What We’re Reading

  • Elon Musk has to recall nearly every Tesla sold in the U.S. because some warning lights are too small (Fortune, February 2, 2024)

    In yet another sign of stepped-up scrutiny, NHTSA announced a recall of nearly all of the 2.2 million vehicles Tesla has sold in the U.S. because some warning lights on the instrument panel have a smaller font size than required by federal safety standards. The agency also announced that it has upgraded a 2023 investigation into Tesla steering concerns to an engineering analysis, which is the procedural step prior to an actual recall. Tesla has already started releasing software updates to address the warning light issue, and owners will be notified by letter starting March 30.

    NHTSA maintains that the added controls and alerts will “further encourage the driver to adhere to their continuous driving responsibility.” Safety experts, however, remain skeptical that Tesla’s over-the-air updates are sufficient to address the underlying problems associated with Tesla’s Autopilot and driver monitoring systems.

  • A Waymo robotaxi hit a cyclist in San Francisco – here’s what happened (Electrek, February 7, 2024)

    Yesterday, February 6, a Waymo robotaxi hit a cyclist after the autonomous vehicle did not see the cyclist behind a large truck at an intersection in San Francisco. Immediately following the accident, the robotaxi company contacted the police. Luckily the cyclist sustained only minor injuries and was able to leave the scene of the accident on their own without any medical treatment.

    This incident comes after Waymo announced its plans to expand its driverless robotaxi services in Los Angeles, Phoenix, and Austin. While the situation was handled in a “counter-Cruise fashion,” the accident is still a setback for Waymo, who has already been getting pushack for its expansion into Los Angeles by labor organizations and Teamsters. Waymo may face some hardships moving forward distancing itself from the Cruise accident, even with the significantly smaller-scale incident.

  • GM to cut spending by $1 billion on robotaxi unit Cruise in 2024 (Reuters, January 30, 2024)

    Dominoes continue to fall in the wake of the Oct. 2 accident involving a Cruise robotaxi.

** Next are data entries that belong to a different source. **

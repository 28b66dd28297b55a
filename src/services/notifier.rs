// src/services/notifier.rs

//! Presentation boundary.
//!
//! The refresh controller only talks to a [`Notifier`]: it publishes record
//! lists and emits leveled messages. [`ConsoleNotifier`] renders both to the
//! terminal.

use std::fmt;
use std::io::Write;
use std::sync::Mutex;

use crate::models::{DisplayConfig, EarthquakeRecord, Observer, UserZone};
use crate::utils::geo::distance_km;

/// Severity of a user-facing message.
#[derive(Debug, Clone, Copy, PartialEq, Eq)]
pub enum Level {
    Info,
    Success,
    Warning,
    Error,
}

impl fmt::Display for Level {
    fn fmt(&self, f: &mut fmt::Formatter<'_>) -> fmt::Result {
        let s = match self {
            Level::Info => "info",
            Level::Success => "success",
            Level::Warning => "warning",
            Level::Error => "error",
        };
        f.write_str(s)
    }
}

/// Consumer of refresh results.
pub trait Notifier: Send + Sync {
    /// Replace the displayed record list.
    fn publish(&self, records: &[EarthquakeRecord]);

    /// Show a message to the user.
    fn notify(&self, message: &str, level: Level);

    /// Toggle a busy indicator while a refresh is in flight.
    fn progress(&self, _active: bool) {}
}

/// Terminal renderer for record lists and notifications.
pub struct ConsoleNotifier {
    display: DisplayConfig,
    zones: Vec<UserZone>,
    out: Mutex<Box<dyn Write + Send>>,
}

impl ConsoleNotifier {
    /// Render to stdout.
    pub fn new(display: DisplayConfig, zones: Vec<UserZone>) -> Self {
        Self::with_writer(display, zones, Box::new(std::io::stdout()))
    }

    /// Render to an arbitrary writer.
    pub fn with_writer(
        display: DisplayConfig,
        zones: Vec<UserZone>,
        out: Box<dyn Write + Send>,
    ) -> Self {
        Self {
            display,
            zones,
            out: Mutex::new(out),
        }
    }

    /// Records shown: at or above the minimum magnitude, newest first, capped.
    pub fn visible<'a>(&self, records: &'a [EarthquakeRecord]) -> Vec<&'a EarthquakeRecord> {
        records
            .iter()
            .filter(|r| r.magnitude >= self.display.min_magnitude)
            .take(self.display.max_items)
            .collect()
    }

    /// One display line for a record.
    pub fn render_line(&self, record: &EarthquakeRecord) -> String {
        let mut line = record.format("M{magnitude} {time}  {location}");

        if let Some(Observer { lat, lng }) = self.display.observer {
            let km = distance_km(lat, lng, record.latitude, record.longitude);
            line.push_str(&format!("  [{km:.1} km away]"));
        }

        let zones: Vec<&str> = self
            .zones
            .iter()
            .filter(|z| z.contains(record))
            .map(|z| z.name.as_str())
            .collect();
        if !zones.is_empty() {
            line.push_str(&format!("  <{}>", zones.join(", ")));
        }

        line
    }
}

impl Notifier for ConsoleNotifier {
    fn publish(&self, records: &[EarthquakeRecord]) {
        let lines: Vec<String> = self
            .visible(records)
            .into_iter()
            .map(|r| self.render_line(r))
            .collect();

        let Ok(mut out) = self.out.lock() else {
            log::error!("Console writer lock poisoned");
            return;
        };
        for line in lines {
            if let Err(e) = writeln!(out, "{line}") {
                log::error!("Failed to write record list: {e}");
                return;
            }
        }
        let _ = out.flush();
    }

    fn notify(&self, message: &str, level: Level) {
        match level {
            Level::Info | Level::Success => log::info!("{message}"),
            Level::Warning => log::warn!("{message}"),
            Level::Error => log::error!("{message}"),
        }
    }

    fn progress(&self, active: bool) {
        if active {
            log::debug!("Refreshing earthquake data...");
        }
    }
}

#[cfg(test)]
mod tests {
    use super::*;
    use crate::models::MagnitudeDetail;
    use chrono::{TimeZone, Utc};
    use std::sync::Arc;

    /// Writer that keeps everything in a shared buffer.
    #[derive(Clone, Default)]
    struct SharedBuf(Arc<Mutex<Vec<u8>>>);

    impl Write for SharedBuf {
        fn write(&mut self, buf: &[u8]) -> std::io::Result<usize> {
            self.0.lock().unwrap().extend_from_slice(buf);
            Ok(buf.len())
        }
        fn flush(&mut self) -> std::io::Result<()> {
            Ok(())
        }
    }

    impl SharedBuf {
        fn contents(&self) -> String {
            String::from_utf8(self.0.lock().unwrap().clone()).unwrap()
        }
    }

    fn record(magnitude: f64, location: &str) -> EarthquakeRecord {
        EarthquakeRecord {
            occurred_at: Utc.with_ymd_and_hms(2024, 3, 15, 11, 23, 11).unwrap(),
            magnitude,
            magnitude_detail: MagnitudeDetail {
                md: None,
                ml: Some(magnitude),
                mw: None,
            },
            latitude: 38.1234,
            longitude: 27.5678,
            depth_km: Some(7.3),
            location: location.to_string(),
        }
    }

    #[test]
    fn test_visible_filters_and_caps() {
        let display = DisplayConfig {
            min_magnitude: 2.0,
            max_items: 2,
            observer: None,
        };
        let notifier = ConsoleNotifier::new(display, Vec::new());
        let records = vec![
            record(1.5, "A"),
            record(2.5, "B"),
            record(3.0, "C"),
            record(4.0, "D"),
        ];
        let visible: Vec<&str> = notifier
            .visible(&records)
            .iter()
            .map(|r| r.location.as_str())
            .collect();
        assert_eq!(visible, vec!["B", "C"]);
    }

    #[test]
    fn test_render_line_with_observer_and_zone() {
        let display = DisplayConfig {
            observer: Some(Observer {
                lat: 38.1234,
                lng: 27.5678,
            }),
            ..DisplayConfig::default()
        };
        let zones = vec![UserZone {
            name: "Izmir".to_string(),
            lat: 38.42,
            lng: 27.14,
            radius_km: 100.0,
        }];
        let notifier = ConsoleNotifier::new(display, zones);
        let line = notifier.render_line(&record(3.2, "IZMIR KORFEZI"));

        assert!(line.starts_with("M3.2"));
        assert!(line.contains("2024-03-15 11:23:11 UTC"));
        assert!(line.contains("[0.0 km away]"));
        assert!(line.ends_with("<Izmir>"));
    }

    #[test]
    fn test_publish_writes_lines() {
        let buf = SharedBuf::default();
        let notifier =
            ConsoleNotifier::with_writer(DisplayConfig::default(), Vec::new(), Box::new(buf.clone()));
        notifier.publish(&[record(3.2, "IZMIR KORFEZI"), record(2.1, "DATCA")]);

        let out = buf.contents();
        assert_eq!(out.lines().count(), 2);
        assert!(out.contains("IZMIR KORFEZI"));
    }
}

After disclosing probes last week by the U.S. Justice Department and the Securities and Exchange Commission, GM announced that it is cutting spending for the troubled self-driving unit by approximately $1 billion in 2024.

    GM CEO Mary Barra stated that the automaker will “refocus and relaunch Cruise,” and would announce a specific timetable for the relaunch of operations shortly. Despite more than $8 billion in losses on robotaxi operations, Barra added that going forward Cruise will continue striving to make self-driving safer than human operation after learning the hard way that “humans expect computers to be much more safe” than human drivers.